• _WHAT IS BEING ASKED_
Only lines holding "VisualAnnotation" are needed; copy each of them from the data below.

Top of SUPPLIED MATERIAL

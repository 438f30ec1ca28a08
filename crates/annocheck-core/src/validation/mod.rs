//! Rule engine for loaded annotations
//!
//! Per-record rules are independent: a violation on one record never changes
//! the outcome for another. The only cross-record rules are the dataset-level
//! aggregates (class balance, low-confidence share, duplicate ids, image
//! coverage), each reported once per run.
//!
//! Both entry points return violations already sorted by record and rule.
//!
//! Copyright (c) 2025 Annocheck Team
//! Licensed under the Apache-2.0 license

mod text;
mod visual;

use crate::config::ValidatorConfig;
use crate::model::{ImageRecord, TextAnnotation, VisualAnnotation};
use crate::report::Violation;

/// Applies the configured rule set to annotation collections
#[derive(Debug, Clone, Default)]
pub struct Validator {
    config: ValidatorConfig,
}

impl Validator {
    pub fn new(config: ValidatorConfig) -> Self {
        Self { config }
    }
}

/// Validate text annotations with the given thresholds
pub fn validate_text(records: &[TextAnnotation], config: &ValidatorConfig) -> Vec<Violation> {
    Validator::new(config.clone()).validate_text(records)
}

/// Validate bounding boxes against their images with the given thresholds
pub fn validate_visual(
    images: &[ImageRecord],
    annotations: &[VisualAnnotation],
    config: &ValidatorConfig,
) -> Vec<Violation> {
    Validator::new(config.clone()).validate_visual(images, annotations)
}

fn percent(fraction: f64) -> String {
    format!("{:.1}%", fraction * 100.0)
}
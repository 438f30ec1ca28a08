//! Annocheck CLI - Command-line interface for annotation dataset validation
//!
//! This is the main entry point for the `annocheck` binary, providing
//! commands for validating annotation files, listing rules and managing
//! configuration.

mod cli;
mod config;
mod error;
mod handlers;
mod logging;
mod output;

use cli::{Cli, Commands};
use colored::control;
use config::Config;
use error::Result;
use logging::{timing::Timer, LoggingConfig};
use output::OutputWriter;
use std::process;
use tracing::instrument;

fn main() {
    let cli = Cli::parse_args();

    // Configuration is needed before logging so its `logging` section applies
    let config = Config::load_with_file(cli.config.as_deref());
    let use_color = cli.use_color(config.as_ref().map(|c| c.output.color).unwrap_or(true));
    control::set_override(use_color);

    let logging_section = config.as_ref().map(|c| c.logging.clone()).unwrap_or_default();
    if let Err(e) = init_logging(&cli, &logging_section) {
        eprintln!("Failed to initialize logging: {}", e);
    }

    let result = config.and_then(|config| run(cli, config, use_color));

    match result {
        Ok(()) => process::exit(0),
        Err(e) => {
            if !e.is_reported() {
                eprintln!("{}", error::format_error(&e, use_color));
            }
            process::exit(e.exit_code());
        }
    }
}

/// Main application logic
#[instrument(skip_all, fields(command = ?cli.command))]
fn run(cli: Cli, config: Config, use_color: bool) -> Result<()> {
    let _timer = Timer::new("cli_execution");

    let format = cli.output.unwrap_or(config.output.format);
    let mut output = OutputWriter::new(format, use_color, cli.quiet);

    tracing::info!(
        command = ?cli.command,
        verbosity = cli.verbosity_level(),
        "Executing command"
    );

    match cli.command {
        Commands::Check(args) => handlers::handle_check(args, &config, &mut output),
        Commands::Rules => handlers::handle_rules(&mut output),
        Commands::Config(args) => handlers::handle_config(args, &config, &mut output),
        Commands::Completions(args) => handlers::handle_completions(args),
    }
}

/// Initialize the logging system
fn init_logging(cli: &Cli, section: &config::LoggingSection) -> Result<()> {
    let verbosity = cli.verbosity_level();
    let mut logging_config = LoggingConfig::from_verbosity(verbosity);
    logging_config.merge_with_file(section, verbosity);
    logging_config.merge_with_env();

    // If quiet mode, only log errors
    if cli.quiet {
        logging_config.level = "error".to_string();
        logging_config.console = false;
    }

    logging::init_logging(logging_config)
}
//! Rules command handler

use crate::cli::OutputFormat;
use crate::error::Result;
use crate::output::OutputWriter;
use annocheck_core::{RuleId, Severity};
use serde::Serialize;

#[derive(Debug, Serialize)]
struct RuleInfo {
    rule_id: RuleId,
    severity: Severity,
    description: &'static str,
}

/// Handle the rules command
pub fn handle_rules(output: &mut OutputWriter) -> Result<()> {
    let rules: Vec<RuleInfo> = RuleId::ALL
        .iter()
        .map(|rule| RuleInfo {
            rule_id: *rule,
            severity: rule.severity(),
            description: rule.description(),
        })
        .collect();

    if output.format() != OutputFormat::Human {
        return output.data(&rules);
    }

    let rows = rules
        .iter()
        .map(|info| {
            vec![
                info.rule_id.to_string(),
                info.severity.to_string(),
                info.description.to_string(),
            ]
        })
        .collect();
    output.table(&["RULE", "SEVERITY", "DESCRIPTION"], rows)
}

Bottom of SUPPLIED MATERIAL

• _OUTPUT FOR THIS EXERCISE_
use crate::model::{ImageRecord, TextAnnotation, VisualAnnotation};
    annotations: &[VisualAnnotation],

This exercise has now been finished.